Appeal from the United States District Court for the Eastern District of Virginia in No. 00-CV-0431, Judge Raymond Alvin Jackson.
STEPHEN E. NOONA, Kaufman & Canoles, P.C., of Norfolk, Virginia, argued for plaintiff-appellee.
RICHARD A. STERBA, Fish & Richardson P.C., of Washington, DC, argued for defendant-appellant. With him on the brief was AHMED J. DAVIS.
Before RADER, Chief Judge, REYNA, and WALLACH, Circuit Judges.
Wallach, Circuit Judge.
Leif J. Hauge appeals the district court's decision finding him in contempt of that court's March 19, 2001, Order (the " 2001 Order" ), which adopted Mr. Hauge and Energy Recovery, Inc.'s (" ERI" ) March 16, 2001, Settlement Agreement (the " Agreement" ). For the reasons set forth below, this court reverses the contempt finding and vacates the injunction.

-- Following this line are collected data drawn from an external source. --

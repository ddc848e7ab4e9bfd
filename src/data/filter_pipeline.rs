//! Search and category filtering over the employee records
//!
//! Three stages narrow the record sequence in turn: department (exact
//! match), status (active flag) and free-text search (case-insensitive
//! substring over the text fields). Every stage keeps input order.

use anyhow::{anyhow, Result};
use std::collections::BTreeSet;
use std::fmt;
use std::str::FromStr;

use crate::data::employee::EmployeeRecord;

/// Selector value meaning "no restriction"
pub const ALL: &str = "All";

#[derive(Debug, Clone, PartialEq, Eq, Default)]
pub enum DepartmentFilter {
    #[default]
    All,
    Only(String),
}

impl DepartmentFilter {
    /// `"All"` maps to the sentinel; anything else is a department name
    pub fn parse(value: &str) -> Self {
        if value == ALL {
            DepartmentFilter::All
        } else {
            DepartmentFilter::Only(value.to_string())
        }
    }

    pub fn as_str(&self) -> &str {
        match self {
            DepartmentFilter::All => ALL,
            DepartmentFilter::Only(name) => name,
        }
    }

    /// Exact, case-sensitive comparison
    pub fn matches(&self, department: &str) -> bool {
        match self {
            DepartmentFilter::All => true,
            DepartmentFilter::Only(name) => name == department,
        }
    }
}

impl fmt::Display for DepartmentFilter {
    fn fmt(&self, f: &mut fmt::Formatter<'_>) -> fmt::Result {
        f.write_str(self.as_str())
    }
}

#[derive(Debug, Clone, Copy, PartialEq, Eq, Default)]
pub enum StatusFilter {
    #[default]
    All,
    Active,
    Inactive,
}

impl StatusFilter {
    /// Selector order
    pub const OPTIONS: [StatusFilter; 3] =
        [StatusFilter::All, StatusFilter::Active, StatusFilter::Inactive];

    pub fn as_str(&self) -> &'static str {
        match self {
            StatusFilter::All => ALL,
            StatusFilter::Active => "Active",
            StatusFilter::Inactive => "Inactive",
        }
    }

    /// The `isActive` value a record must have, if any
    pub fn wants_active(&self) -> Option<bool> {
        match self {
            StatusFilter::All => None,
            StatusFilter::Active => Some(true),
            StatusFilter::Inactive => Some(false),
        }
    }

    /// Total mapping used by the string-level `filter`: any value other
    /// than `"All"` and `"Active"` selects inactive records.
    pub fn from_label(value: &str) -> Self {
        match value {
            ALL => StatusFilter::All,
            "Active" => StatusFilter::Active,
            _ => StatusFilter::Inactive,
        }
    }

    pub fn cycle_next(self) -> Self {
        match self {
            StatusFilter::All => StatusFilter::Active,
            StatusFilter::Active => StatusFilter::Inactive,
            StatusFilter::Inactive => StatusFilter::All,
        }
    }

    pub fn cycle_prev(self) -> Self {
        match self {
            StatusFilter::All => StatusFilter::Inactive,
            StatusFilter::Active => StatusFilter::All,
            StatusFilter::Inactive => StatusFilter::Active,
        }
    }
}

impl FromStr for StatusFilter {
    type Err = anyhow::Error;

    fn from_str(s: &str) -> Result<Self> {
        StatusFilter::OPTIONS
            .into_iter()
            .find(|option| option.as_str() == s)
            .ok_or_else(|| anyhow!("Unknown status '{}': expected All, Active or Inactive", s))
    }
}

impl fmt::Display for StatusFilter {
    fn fmt(&self, f: &mut fmt::Formatter<'_>) -> fmt::Result {
        f.write_str(self.as_str())
    }
}

/// The three user-controlled inputs of the pipeline
#[derive(Debug, Clone, Default, PartialEq, Eq)]
pub struct FilterState {
    pub search_text: String,
    pub department: DepartmentFilter,
    pub status: StatusFilter,
}

impl FilterState {
    pub fn new(
        search_text: impl Into<String>,
        department: DepartmentFilter,
        status: StatusFilter,
    ) -> Self {
        Self {
            search_text: search_text.into(),
            department,
            status,
        }
    }

    pub fn is_default(&self) -> bool {
        *self == FilterState::default()
    }

    /// Lower-cased, trimmed search text; `None` disables the search stage
    pub fn search_needle(&self) -> Option<String> {
        let trimmed = self.search_text.trim();
        if trimmed.is_empty() {
            None
        } else {
            Some(trimmed.to_lowercase())
        }
    }
}

/// Distinct departments in ascending (case-sensitive) order, prefixed with `"All"`.
///
/// A department literally named `"All"` collapses into the sentinel.
pub fn department_options(records: &[EmployeeRecord]) -> Vec<String> {
    let distinct: BTreeSet<&str> = records
        .iter()
        .map(|r| r.department.as_str())
        .filter(|d| *d != ALL)
        .collect();

    std::iter::once(ALL)
        .chain(distinct)
        .map(str::to_string)
        .collect()
}

/// True if any searchable field contains `needle`.
///
/// `needle` must already be lower-cased. An absent manager is skipped.
pub fn matches_search(record: &EmployeeRecord, needle: &str) -> bool {
    let contains = |field: &str| field.to_lowercase().contains(needle);

    contains(&record.first_name)
        || contains(&record.last_name)
        || contains(&record.email)
        || contains(&record.department)
        || contains(&record.position)
        || contains(&record.location)
        || record.manager.as_deref().is_some_and(|m| contains(m))
        || record.skills.iter().any(|skill| contains(skill))
}

pub struct FilterPipeline;

impl FilterPipeline {
    /// Indices of the records that survive all three stages, in input order
    pub fn matching_indices(records: &[EmployeeRecord], state: &FilterState) -> Vec<usize> {
        let mut indices: Vec<usize> = (0..records.len()).collect();

        if let DepartmentFilter::Only(_) = &state.department {
            indices.retain(|&i| state.department.matches(&records[i].department));
        }

        if let Some(want_active) = state.status.wants_active() {
            indices.retain(|&i| records[i].is_active == want_active);
        }

        if let Some(needle) = state.search_needle() {
            indices.retain(|&i| matches_search(&records[i], &needle));
        }

        tracing::debug!(
            target: "filter",
            "search='{}' department='{}' status='{}' -> {} of {} rows",
            state.search_text,
            state.department,
            state.status,
            indices.len(),
            records.len()
        );

        indices
    }

    pub fn apply(records: &[EmployeeRecord], state: &FilterState) -> Vec<EmployeeRecord> {
        Self::matching_indices(records, state)
            .into_iter()
            .map(|i| records[i].clone())
            .collect()
    }
}

/// Filter with selector values given as plain text.
///
/// Total over any input; unknown status text selects inactive records.
pub fn filter(
    records: &[EmployeeRecord],
    search_text: &str,
    department_filter: &str,
    status_filter: &str,
) -> Vec<EmployeeRecord> {
    let state = FilterState::new(
        search_text,
        DepartmentFilter::parse(department_filter),
        StatusFilter::from_label(status_filter),
    );
    FilterPipeline::apply(records, &state)
}
use anyhow::{anyhow, Context, Result};
use crossterm::{
    event::{self, Event, KeyCode, KeyEvent, KeyEventKind, KeyModifiers},
    execute,
    terminal::{disable_raw_mode, enable_raw_mode, EnterAlternateScreen, LeaveAlternateScreen},
};
use ratatui::{
    backend::{Backend, CrosstermBackend},
    layout::{Constraint, Direction, Layout, Rect},
    style::{Color, Modifier, Style},
    text::{Line, Span},
    widgets::{Block, Borders, Clear, Paragraph, Wrap},
    Frame, Terminal,
};
use std::io::{self, Write};
use tui_input::{backend::crossterm::EventHandler, Input};

use crate::config::config::Config;
use crate::data::columns::COLUMNS;
use crate::data::data_exporter::DataExporter;
use crate::data::data_provider::{DataProvider, SortOrder};
use crate::directory_state::DirectoryState;
use crate::help_text::HelpText;
use crate::ui::table_render_context::TableRenderContext;
use crate::ui::table_renderer::{render_table, row_number_overhead};
use crate::ui::viewport_manager::ViewportManager;
use crate::utils::logging::LogRingBuffer;

const COLUMN_SPACING: u16 = 1;
const LOG_PANEL_HEIGHT: u16 = 10;

/// Which widget receives keystrokes
#[derive(Debug, Clone, Copy, PartialEq, Eq)]
pub enum Focus {
    Search,
    Department,
    Status,
    Table,
}

impl Focus {
    pub fn next(self) -> Self {
        match self {
            Focus::Search => Focus::Department,
            Focus::Department => Focus::Status,
            Focus::Status => Focus::Table,
            Focus::Table => Focus::Search,
        }
    }

    pub fn prev(self) -> Self {
        match self {
            Focus::Search => Focus::Table,
            Focus::Department => Focus::Search,
            Focus::Status => Focus::Department,
            Focus::Table => Focus::Status,
        }
    }
}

The dispute between Mr. Hauge and his former employer, ERI, began more than thirteen years ago over ownership of intellectual property rights related to " pressure exchangers," a type of energy recovery device used in reverse osmosis. On March 16, 2001, the parties entered into the Agreement resolving the litigation.

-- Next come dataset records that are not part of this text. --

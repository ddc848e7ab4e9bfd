//! Data layer for the employee directory
//!
//! This module separates the immutable record store from the filtered,
//! sorted view the UI presents and exports.

pub mod columns;
pub mod data_exporter;
pub mod data_provider;
pub mod employee;
pub mod employee_view;
pub mod filter_pipeline;
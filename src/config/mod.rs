//! Configuration module
//!
//! User settings loaded from a TOML file in the platform config directory.

pub mod config;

Three days later, the district court adopted the Agreement and issued the 2001 Order, stating that ERI was to be the sole owner of three U.S. patents and one pending U.S. patent application: U.S. Patent Nos. 4,887,942, 5,338,158, and 5,988,993, and U.S. Patent Application No. 09/508,694, which later issued as U.S. Patent No. 6,659,731.
The Agreement and subsequent Order obligated Mr. Hauge to transfer ownership not only of the patents, but also " all other intellectual property and other rights relating to pressure exchanger technology" pre-dating the Agreement and 2001 Order. J.A. 10, 16. The Agreement states: " [t]his assignment and transfer of rights is not intended to extend to inventions by Hauge... made after the date of this Agreement." J.A. 16. The Agreement also contains a non-compete clause, prohibiting Mr. Hauge from making or selling energy recovery devices for use in reverse osmosis salt water desalination for two years from the date of the Agreement. J.A. 18.
After the expiration of the non-compete clause, on August 10, 2004, Mr. Hauge filed a provisional patent application, titled " Pressure Exchanger," and filed a utility application one year later. U.S. Patent No. 7,306,437 (the " '437 patent" ) issued on December 11, 2007. Its abstract describes " [a] pressure exchanger for transferring pressure energy from a high-pressure fluid stream to low-pressure fluid stream." '437 patent, at .
In 2009, Mr. Hauge arranged a meeting with ERI on behalf of his new company, Isobaric Strategies, Inc. (" Isobarix" ). In subsequent correspondence, Mr. Hauge wrote " the main topic under consideration was the possibility of uniting all pressure exchanger technology and [intellectual property] rights under the umbrella of [ERI] and the potential benefits to those concerned." J.A. 85. ERI ultimately declined to " get involved in [Mr. Hauge's] project" and wished him " success with current and future endeavors." J.A. 84. After ERI's rejection of Mr. Hauge's proposal, Mr. Hauge, through Isobarix, began selling a pressure exchanger based on the '437 patent, called " XPR." In 2010, Mr. Hauge created a consulting agreement for two ERI employees, Tristan Nillo and James Coyle, regarding services they could provide to Isobarix; they ultimately contracted with Isobarix.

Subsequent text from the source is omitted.